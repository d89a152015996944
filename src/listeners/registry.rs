//! Listener registry for intercepted paths.

use crate::intercept::Restoration;
use crate::types::{ActiveInfo, Mode, RootId, Token};
use crate::value::Value;
use parking_lot::{Mutex, MutexGuard};
use std::collections::{BTreeSet, HashMap};
use std::sync::atomic::{AtomicU64, Ordering};
use std::sync::{Arc, Weak};
use tracing::{debug, trace};

use super::types::{PathEntry, Pool, Subscription, TokenInfo};

/// Distinguishes tokens minted by different registries.
static NEXT_REGISTRY: AtomicU64 = AtomicU64::new(1);

/// Pools and reverse lookup tables.
///
/// Every mutation goes through the single state lock; this is the boundary
/// to split per root if pools ever need concurrent writers.
#[derive(Default)]
pub(crate) struct RegistryState {
    setters: Pool,
    functions: Pool,
    deferred: Pool,
    /// token → where it lives.
    tokens: HashMap<Token, TokenInfo>,
    /// path key → root → tokens on that path.
    paths: HashMap<String, HashMap<RootId, BTreeSet<Token>>>,
}

impl RegistryState {
    fn pool(&self, mode: Mode) -> Option<&Pool> {
        match mode {
            Mode::Setter => Some(&self.setters),
            Mode::Function => Some(&self.functions),
            Mode::Deferred => Some(&self.deferred),
            Mode::Sampled => None,
        }
    }

    fn pool_mut(&mut self, mode: Mode) -> Option<&mut Pool> {
        match mode {
            Mode::Setter => Some(&mut self.setters),
            Mode::Function => Some(&mut self.functions),
            Mode::Deferred => Some(&mut self.deferred),
            Mode::Sampled => None,
        }
    }

    /// The mode already serving `(root, key)`, if any. A path with sampled
    /// tokens reports `Sampled` so later subscriptions keep sampling it.
    pub(crate) fn active_mode(&self, root: &RootId, key: &str) -> Option<Mode> {
        let intercepted = [Mode::Setter, Mode::Function, Mode::Deferred]
            .into_iter()
            .find(|mode| {
                self.pool(*mode)
                    .and_then(|pool| pool.get(root))
                    .map_or(false, |paths| paths.contains_key(key))
            });
        intercepted.or_else(|| {
            self.paths
                .get(key)
                .and_then(|roots| roots.get(root))
                .and_then(|tokens| tokens.iter().find_map(|t| self.tokens.get(t)))
                .filter(|info| info.mode == Mode::Sampled)
                .map(|_| Mode::Sampled)
        })
    }

    /// Add a subscription to an existing interception. False if there is none.
    pub(crate) fn join(&mut self, info: TokenInfo, subscription: Subscription) -> bool {
        let token = subscription.token;
        let entry = self
            .pool_mut(info.mode)
            .and_then(|pool| pool.get_mut(&info.root))
            .and_then(|paths| paths.get_mut(&info.key));
        match entry {
            Some(entry) => {
                entry.subscriptions.insert(token, subscription);
                self.index(token, info);
                true
            }
            None => false,
        }
    }

    /// Record a freshly installed interception with its first subscription.
    pub(crate) fn open(&mut self, info: TokenInfo, restoration: Restoration, subscription: Subscription) {
        let token = subscription.token;
        let Some(pool) = self.pool_mut(info.mode) else {
            debug_assert!(false, "sampled subscriptions are owned by the sampler");
            return;
        };
        let mut entry = PathEntry {
            restoration,
            subscriptions: Default::default(),
        };
        entry.subscriptions.insert(token, subscription);
        let previous = pool
            .entry(info.root.clone())
            .or_default()
            .insert(info.key.clone(), entry);
        debug_assert!(previous.is_none(), "interception opened twice for {}", info.path);
        self.index(token, info);
    }

    /// Index a token whose subscription lives in the sampler.
    pub(crate) fn track(&mut self, token: Token, info: TokenInfo) {
        self.index(token, info);
    }

    fn index(&mut self, token: Token, info: TokenInfo) {
        self.paths
            .entry(info.key.clone())
            .or_default()
            .entry(info.root.clone())
            .or_default()
            .insert(token);
        let previous = self.tokens.insert(token, info);
        debug_assert!(previous.is_none(), "token {token:?} registered twice");
    }

    fn unindex(&mut self, token: Token) -> Option<TokenInfo> {
        let info = self.tokens.remove(&token)?;
        if let Some(roots) = self.paths.get_mut(&info.key) {
            if let Some(tokens) = roots.get_mut(&info.root) {
                tokens.remove(&token);
                if tokens.is_empty() {
                    roots.remove(&info.root);
                }
            }
            if roots.is_empty() {
                self.paths.remove(&info.key);
            }
        }
        Some(info)
    }

    /// Remove `token` from its pool. Returns the restoration record when the
    /// token was the last one on its path.
    fn detach(&mut self, info: &TokenInfo, token: Token) -> Option<Restoration> {
        let pool = self.pool_mut(info.mode)?;
        let paths = pool.get_mut(&info.root)?;
        let entry = paths.get_mut(&info.key)?;
        entry.subscriptions.remove(&token);
        if !entry.subscriptions.is_empty() {
            return None;
        }
        let entry = paths.remove(&info.key)?;
        if paths.is_empty() {
            pool.remove(&info.root);
        }
        Some(entry.restoration)
    }
}

struct RegistryInner {
    id: u64,
    next_seq: AtomicU64,
    state: Mutex<RegistryState>,
}

/// Result of removing a token.
#[derive(Debug)]
pub struct Unregistered {
    pub info: TokenInfo,
    /// True when this removal emptied the path and the original state was
    /// put back.
    pub restored: bool,
}

/// Owns the setter, function and deferred pools plus the lookup tables.
pub struct ListenerRegistry {
    inner: Arc<RegistryInner>,
}

impl ListenerRegistry {
    pub fn new() -> Self {
        Self {
            inner: Arc::new(RegistryInner {
                id: NEXT_REGISTRY.fetch_add(1, Ordering::Relaxed),
                next_seq: AtomicU64::new(1),
                state: Mutex::new(RegistryState::default()),
            }),
        }
    }

    /// Create a token no other registration has used.
    pub fn mint(&self) -> Token {
        Token::new(self.inner.id, self.inner.next_seq.fetch_add(1, Ordering::SeqCst))
    }

    /// Whether `token` was minted by this registry.
    pub fn owns(&self, token: Token) -> bool {
        token.registry() == self.inner.id
    }

    pub(crate) fn lock(&self) -> MutexGuard<'_, RegistryState> {
        self.inner.state.lock()
    }

    /// Fan-out handle for an interception on `(root, key)`.
    pub(crate) fn publisher(&self, mode: Mode, root: RootId, key: String) -> Publisher {
        Publisher {
            registry: Arc::downgrade(&self.inner),
            mode,
            root,
            key,
        }
    }

    pub fn lookup(&self, token: Token) -> Option<TokenInfo> {
        self.lock().tokens.get(&token).cloned()
    }

    /// Remove a token and, if it was the last on its path, restore the
    /// original slot before dropping the pool entry.
    ///
    /// Unknown tokens return `None` and touch nothing.
    pub fn unregister(&self, token: Token) -> Option<Unregistered> {
        let mut state = self.lock();
        let info = state.unindex(token)?;
        let restored = match state.detach(&info, token) {
            Some(restoration) => {
                debug!(path = %info.path, mode = ?info.mode, "restoring original slot");
                restoration.restore();
                true
            }
            None => false,
        };
        Some(Unregistered { info, restored })
    }

    /// Snapshot of every registered token, in registration order.
    pub fn tokens(&self) -> Vec<Token> {
        let mut tokens: Vec<Token> = self.lock().tokens.keys().copied().collect();
        tokens.sort();
        tokens
    }

    /// Tokens registered on a path key for `root`.
    pub(crate) fn tokens_on(&self, root: &RootId, key: &str) -> Vec<Token> {
        self.lock()
            .paths
            .get(key)
            .and_then(|roots| roots.get(root))
            .map(|tokens| tokens.iter().copied().collect())
            .unwrap_or_default()
    }

    pub fn len(&self) -> usize {
        self.lock().tokens.len()
    }

    pub fn is_empty(&self) -> bool {
        self.len() == 0
    }
}

impl Default for ListenerRegistry {
    fn default() -> Self {
        Self::new()
    }
}

/// Delivers events from an installed interception to its subscriptions.
///
/// Holds the registry weakly so instrumented objects do not keep it alive.
#[derive(Clone)]
pub(crate) struct Publisher {
    registry: Weak<RegistryInner>,
    mode: Mode,
    root: RootId,
    key: String,
}

impl Publisher {
    /// Invoke every subscription on the path, in registration order.
    ///
    /// The registry lock is released before any callback runs.
    pub(crate) fn publish(&self, mut info: ActiveInfo, value: &Value, suffix: Option<&str>) {
        let Some(inner) = self.registry.upgrade() else {
            return;
        };
        if info.id.is_none() {
            info.id = Some(self.root.clone());
        }

        let targets: Vec<Subscription> = {
            let state = inner.state.lock();
            state
                .pool(self.mode)
                .and_then(|pool| pool.get(&self.root))
                .and_then(|paths| paths.get(&self.key))
                .map(|entry| entry.subscriptions.values().cloned().collect())
                .unwrap_or_default()
        };

        trace!(root = %self.root, count = targets.len(), "publishing update");
        for subscription in &targets {
            subscription.deliver(&info, value, suffix);
        }
    }
}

= = = = =

After identifying the lines above that contain "from", copy each one.

    /// Remove `token` from its pool. Returns the restoration record when the
/// Delivers events from an installed interception to its subscriptions.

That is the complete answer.